Re: generic XML to RDF triple mapping from Graham Klyne on 2000-09-11 (www-rdf-interest@w3.org from September 2000)

From: Graham Klyne <GK@Dial.pipex.com>
Date: Mon, 11 Sep 2000 09:42:28 +0100
To: James Tauber <JTauber@bowstreet.com>
Cc: "'www-rdf-interest@w3.org'" <www-rdf-interest@w3.org>
Message-Id: <4.3.2.7.2.20000911092620.00b4b790@pop.dial.pipex.com>

At 05:57 AM 9/8/00 -0400, James Tauber wrote:

>I believe that it should be possible to map arbitrary XML into RDF triples.

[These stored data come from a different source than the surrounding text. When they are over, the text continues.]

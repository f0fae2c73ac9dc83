// stagehand/src/config.rs

//! Model configuration: which stages are singletons, which are required
//! before a run, and how long transient messages stay on screen.

use serde::{Deserialize, Serialize};
use std::collections::BTreeSet;
use std::time::Duration;

use crate::core::stage::Stage;
use crate::error::StagehandResult;

/// Default display time of transient messages, in milliseconds.
pub const DEFAULT_MESSAGE_TIMEOUT_MS: u64 = 3500;

#[derive(Debug, Clone, PartialEq, Eq, Serialize, Deserialize)]
#[serde(default)]
pub struct ModelConfig {
  /// Stages allowing at most one instance in the pipeline.
  pub singleton_stages: BTreeSet<Stage>,

  /// Stages that must be present before the pipeline can run.
  pub required_stages: BTreeSet<Stage>,

  /// How long rejection messages are shown, in milliseconds.
  pub message_timeout_ms: u64,
}

impl Default for ModelConfig {
  fn default() -> Self {
    Self {
      singleton_stages: [Stage::Extractor, Stage::Sorter].into_iter().collect(),
      required_stages: [Stage::Extractor, Stage::Sorter].into_iter().collect(),
      message_timeout_ms: DEFAULT_MESSAGE_TIMEOUT_MS,
    }
  }
}

impl ModelConfig {
  /// Parses a config from TOML. Missing keys take their defaults.
  ///
  /// ```toml
  /// singleton_stages = ["extractor", "sorter"]
  /// required_stages = ["extractor"]
  /// message_timeout_ms = 5000
  /// ```
  pub fn from_toml_str(s: &str) -> StagehandResult<Self> {
    Ok(toml::from_str(s)?)
  }

  pub fn with_singleton_stages<I: IntoIterator<Item = Stage>>(mut self, stages: I) -> Self {
    self.singleton_stages = stages.into_iter().collect();
    self
  }

  pub fn with_required_stages<I: IntoIterator<Item = Stage>>(mut self, stages: I) -> Self {
    self.required_stages = stages.into_iter().collect();
    self
  }

  pub fn with_message_timeout(mut self, timeout: Duration) -> Self {
    self.message_timeout_ms = timeout.as_millis().try_into().unwrap_or(u64::MAX);
    self
  }

  pub fn is_singleton(&self, stage: Stage) -> bool {
    self.singleton_stages.contains(&stage)
  }

  pub fn message_timeout(&self) -> Duration {
    Duration::from_millis(self.message_timeout_ms)
  }
}
// stagehand/src/catalog.rs

//! Defines `ElementCatalog`, a stage-keyed registry of element templates a
//! user can pick from when building a pipeline.
//! The catalog owns its templates; adding one to a `PipelineModel` copies it.

use crate::core::element::Element;
use crate::core::stage::Stage;
use std::collections::BTreeMap;
use std::fmt;
use tracing::{event, Level};

/// Templates available for each stage, in registration order.
#[derive(Default)]
pub struct ElementCatalog {
  by_stage: BTreeMap<Stage, Vec<Box<dyn Element>>>,
}

impl ElementCatalog {
  pub fn new() -> Self {
    Self::default()
  }

  /// Registers a template under its own stage.
  ///
  /// A template with the same stage and display name as an existing one
  /// replaces it in place.
  pub fn register<E: Element>(&mut self, template: E) {
    self.register_boxed(Box::new(template));
  }

  pub fn register_boxed(&mut self, template: Box<dyn Element>) {
    let stage = template.stage();
    let entries = self.by_stage.entry(stage).or_default();
    match entries.iter().position(|t| t.display_name() == template.display_name()) {
      Some(idx) => {
        event!(Level::WARN, %stage, name = template.display_name(), "Replacing catalog template.");
        entries[idx] = template;
      }
      None => {
        event!(Level::DEBUG, %stage, name = template.display_name(), "Registering catalog template.");
        entries.push(template);
      }
    }
  }

  /// Templates for `stage`, in registration order.
  pub fn templates(&self, stage: Stage) -> impl Iterator<Item = &dyn Element> + '_ {
    self
      .by_stage
      .get(&stage)
      .into_iter()
      .flat_map(|v| v.iter().map(|t| -> &dyn Element { t.as_ref() }))
  }

  /// Stages that have at least one template, in pipeline order.
  pub fn stages(&self) -> impl Iterator<Item = Stage> + '_ {
    self.by_stage.iter().filter(|(_, v)| !v.is_empty()).map(|(s, _)| *s)
  }

  pub fn find(&self, stage: Stage, name: &str) -> Option<&dyn Element> {
    self.templates(stage).find(|t| t.display_name() == name)
  }

  /// Total number of templates across all stages.
  pub fn len(&self) -> usize {
    self.by_stage.values().map(Vec::len).sum()
  }

  pub fn is_empty(&self) -> bool {
    self.len() == 0
  }
}

impl fmt::Debug for ElementCatalog {
  fn fmt(&self, f: &mut fmt::Formatter<'_>) -> fmt::Result {
    let mut map = f.debug_map();
    for (stage, entries) in &self.by_stage {
      let names: Vec<&str> = entries.iter().map(|t| t.display_name()).collect();
      map.entry(stage, &names);
    }
    map.finish()
  }
}
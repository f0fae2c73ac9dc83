// stagehand/src/core/control.rs

//! Defines the outcome of an edit on the pipeline model.

use super::stage::Stage;

/// Why an edit was turned down. Each reason is something the user can fix.
#[derive(Debug, Clone, Copy, PartialEq, Eq)]
pub enum Rejection {
  /// The element's stage allows a single instance and one is already present.
  SingletonStageOccupied(Stage),
  /// The element is already first within its stage group.
  AtTopOfStage,
  /// The element is already last within its stage group.
  AtBottomOfStage,
}

impl Rejection {
  /// Text shown to the user through the transient message channel.
  pub fn message(&self) -> &'static str {
    match self {
      Rejection::SingletonStageOccupied(_) => "Only one instance of that element type allowed",
      Rejection::AtTopOfStage => "Cannot move element any higher",
      Rejection::AtBottomOfStage => "Cannot move element any lower",
    }
  }
}

/// Result of an edit that may be turned down without being an error.
#[derive(Debug, Clone, Copy, PartialEq, Eq)]
pub enum EditOutcome {
  /// The sequence changed and the matching notifications were sent.
  Applied,
  /// Nothing changed; the user was told why.
  Rejected(Rejection),
}

impl EditOutcome {
  pub fn is_applied(&self) -> bool {
    matches!(self, EditOutcome::Applied)
  }

  pub fn rejection(&self) -> Option<Rejection> {
    match self {
      EditOutcome::Applied => None,
      EditOutcome::Rejected(r) => Some(*r),
    }
  }
}
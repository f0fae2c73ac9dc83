// tests/execution_tests.rs
mod common;

use common::*;
use serial_test::serial;
use stagehand::{downcast_payload, ModelConfig, ModelEvent, PipelineModel, Stage, StageElement, StagehandError};
use std::sync::atomic::Ordering;
use std::sync::Arc;

fn trail_of(model: &PipelineModel) -> Result<Vec<String>, StagehandError> {
  let out = model.run(Box::new(Vec::<String>::new()))?;
  downcast_payload::<Vec<String>>(out)
}

#[test]
fn test_run_threads_payload_in_pipeline_order() {
  setup_tracing();
  let mut model = PipelineModel::detached();
  model.add(&tracing_element(Stage::Sorter, "sort"));
  model.add(&tracing_element(Stage::PostProcessor, "export"));
  model.add(&tracing_element(Stage::PreProcessor, "bandpass"));
  model.add(&tracing_element(Stage::Extractor, "read"));
  model.add(&tracing_element(Stage::PreProcessor, "whiten"));

  assert_eq!(trail_of(&model).unwrap(), vec!["read", "bandpass", "whiten", "sort", "export"]);

  // Reordering within a stage changes the run order.
  let whiten = id_named(&model, "whiten");
  model.move_up(whiten).unwrap();
  assert_eq!(trail_of(&model).unwrap(), vec!["read", "whiten", "bandpass", "sort", "export"]);
}

#[test]
fn test_run_uses_instance_params() {
  setup_tracing();
  let mut model = PipelineModel::detached();
  let scale = StageElement::new(Stage::PreProcessor, "scale")
    .with_params(stagehand::Params::new().with("factor", 2))
    .with_run(|params, payload| {
      let x = downcast_payload::<i64>(payload)?;
      let factor = params.get("factor").and_then(|v| v.as_int()).unwrap_or(1);
      Ok(Box::new(x * factor) as stagehand::Payload)
    });
  model.add(&extractor("E"));
  model.add(&scale);
  model.add(&scale);
  model.add(&sorter("S"));

  let second = id_named_nth(&model, "scale", 1);
  model.get_mut(second).unwrap().params_mut().set("factor", 5);

  let out = model.run(Box::new(3_i64)).unwrap();
  assert_eq!(downcast_payload::<i64>(out).unwrap(), 30);
}

#[test]
fn test_run_stops_at_first_failure() {
  setup_tracing();
  let mut model = PipelineModel::detached();
  model.add(&tracing_element(Stage::Extractor, "read"));
  model.add(&failing_element(Stage::PreProcessor, "broken", "filter exploded"));
  model.add(&tracing_element(Stage::Sorter, "sort"));

  match trail_of(&model) {
    Err(StagehandError::ElementFailure { index, element, source }) => {
      assert_eq!(index, 1);
      assert_eq!(element, "broken");
      assert_eq!(source.to_string(), "filter exploded");
    }
    other => panic!("Expected ElementFailure, got {:?}", other),
  }
}

#[test]
fn test_run_requires_configured_stages() {
  setup_tracing();
  let mut model = PipelineModel::detached();
  assert!(matches!(model.validate(), Err(StagehandError::EmptyPipeline)));

  model.add(&pre("P"));
  assert!(matches!(
    model.validate(),
    Err(StagehandError::MissingStage { stage: Stage::Extractor })
  ));

  model.add(&extractor("E"));
  match model.run(Box::new(())) {
    Err(StagehandError::MissingStage { stage }) => assert_eq!(stage, Stage::Sorter),
    other => panic!("Expected MissingStage, got {:?}", other.map(|_| ())),
  }

  model.add(&sorter("S"));
  assert!(model.validate().is_ok());
}

#[test]
fn test_required_stages_are_configurable() {
  setup_tracing();
  let config = ModelConfig::default().with_required_stages([]);
  let mut model = PipelineModel::with_config(config, Arc::new(stagehand::NullObserver));
  model.add(&tracing_element(Stage::PostProcessor, "export"));
  assert_eq!(trail_of(&model).unwrap(), vec!["export"]);
}

#[test]
fn test_run_sends_no_notifications() {
  setup_tracing();
  let (mut model, recorder) = recorded_model();
  model.add(&extractor("E"));
  model.add(&sorter("S"));
  recorder.take();

  model.run(Box::new(())).unwrap();
  assert_eq!(recorder.events(), Vec::<ModelEvent>::new());
}

#[test]
#[serial]
fn test_each_element_runs_once_per_run() {
  setup_tracing();
  reset_counters();
  let mut model = PipelineModel::detached();
  model.add(&counting_element(Stage::Extractor, "E"));
  model.add(&counting_element(Stage::PreProcessor, "P"));
  model.add(&counting_element(Stage::PreProcessor, "P"));
  model.add(&counting_element(Stage::Sorter, "S"));

  model.run(Box::new(())).unwrap();
  assert_eq!(ELEMENT_RUN_COUNTER.load(Ordering::SeqCst), 4);
  model.run(Box::new(())).unwrap();
  assert_eq!(ELEMENT_RUN_COUNTER.load(Ordering::SeqCst), 8);
}

#[test]
#[serial]
fn test_validation_failure_runs_nothing() {
  setup_tracing();
  reset_counters();
  let mut model = PipelineModel::detached();
  model.add(&counting_element(Stage::Extractor, "E"));
  model.add(&counting_element(Stage::PreProcessor, "P"));

  assert!(model.run(Box::new(())).is_err());
  assert_eq!(ELEMENT_RUN_COUNTER.load(Ordering::SeqCst), 0);
}

fn id_named_nth(model: &PipelineModel, name: &str, n: usize) -> stagehand::ElementId {
  model
    .iter()
    .filter(|(_, e)| e.display_name() == name)
    .nth(n)
    .map(|(id, _)| id)
    .unwrap_or_else(|| panic!("fewer than {} elements named {name}", n + 1))
}
// stagehand/src/error.rs
use anyhow::Error as AnyhowError;
use thiserror::Error;

use crate::core::element::ElementId;
use crate::core::stage::Stage;

/// Errors surfaced by the pipeline model.
///
/// Constraint violations a user can correct (a second extractor, a move past
/// the edge of a stage group) are *not* errors; they come back as
/// [`EditOutcome::Rejected`](crate::EditOutcome::Rejected). Everything here
/// signals either caller misuse or a failure while running elements.
#[derive(Debug, Error)]
pub enum StagehandError {
  /// The caller referenced an instance that is not (or no longer) in the
  /// pipeline. Usually a stale id held by a view.
  #[error("Element not found in pipeline: {id}")]
  ElementNotFound { id: ElementId },

  #[error("Pipeline cannot run without a {stage} stage")]
  MissingStage { stage: Stage },

  #[error("Pipeline cannot run: no elements")]
  EmptyPipeline,

  #[error("Element '{element}' at index {index} failed. Source: {source}")]
  ElementFailure {
    index: usize,
    element: String,
    #[source]
    source: AnyhowError,
  },

  /// A payload did not hold the type an element expected. The actual type
  /// of a `Box<dyn Any>` cannot be named, so only the expectation is kept.
  #[error("Payload type mismatch (expected {expected})")]
  PayloadType { expected: String },

  #[error("Configuration error: {0}")]
  Config(String),

  #[error("Error in element-provided code or external operation. Source: {source}")]
  External {
    #[source]
    source: AnyhowError,
  },
}

impl From<AnyhowError> for StagehandError {
  fn from(err: AnyhowError) -> Self {
    // Unwrap our own errors that were boxed into anyhow by element code.
    match err.downcast::<StagehandError>() {
      Ok(inner) => inner,
      Err(source) => StagehandError::External { source },
    }
  }
}

impl From<toml::de::Error> for StagehandError {
  fn from(err: toml::de::Error) -> Self {
    StagehandError::Config(err.to_string())
  }
}

pub type StagehandResult<T, E = StagehandError> = std::result::Result<T, E>;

Accepting that your idea has merit, I'd like to raise an issue of possible 
concern:

XML has a richer lexical structure than RDF, which is significant to XMLs 
heritage in evolving from document markup languages.  To name two:  the 
distinction between elements and attributes, and the significance of 
element order.

IMO, one of RDF's strengths as a _semantic markup_ language is that it 
omits most of that lexical complexity to focus on semantic issues in graph 
form.

My concern is that a mechanism for translating arbitrary XML to RDF would 
have to import the lexical XML structure into the RDF model, even though in 
many cases this would not be semantically significant.  A generic mapping 
could not possibly know what is and is not significant.

Example:

     <invoice number='1234'>
       <customer>...</customer>
       <item number='1'>...<amount>...</amount></item>
       <item number='2'>...<amount>...</amount></item>
       <total>...</total>
     </invoice>

Would probably map to RDF something like:

     [Invoice] --number--> "1234"
     [       ] --customer--> "..."
     [       ] --item--> [ ] --number--> "1"
     [       ]           [ ] --description--> "..."
     [       ]           [ ] --amount--> "..."
     [       ] --item--> [ ] --number--> "2"
     [       ]           [ ] --description--> "..."
     [       ]           [ ] --amount--> "..."
     [       ] --total--> "..."

In the RDF, in this case, both elements and attributes have become ordinary 
properties.  In the RDF, the ordering of properties is not significant, and 
not represented in the abstract model.

I think part of the value of RDF is it's potential to normalize the 
information that really matters, and leave out the rest.  In particular, to 
provide a common structure for essential information that may be 
represented differently by different XML structures.  Rules to map 
arbitrary XML into RDF seem to defeat this benefit.  (And yes, I recognize 
that RDF is not the last word here.)

>As part of Redfoot, I would like to define a mapping language for
>describing, in a declarative way and for a particular XML schema, how to map
>instances of that schema into RDF triples.

A schema-dependent XML->RDF mapping makes a lot of sense to me.

>Furthermore, I believe that all descriptions of serialization of RDF should
>be separated out of the RDF Syntax specification and could be described
>merely in terms of the mapping language.

I have considerably sympathy for this view.

[...]

#g

------------
Graham Klyne
(GK@ACM.ORG)

Received on Monday, 11 September 2000 09:25:32 UTC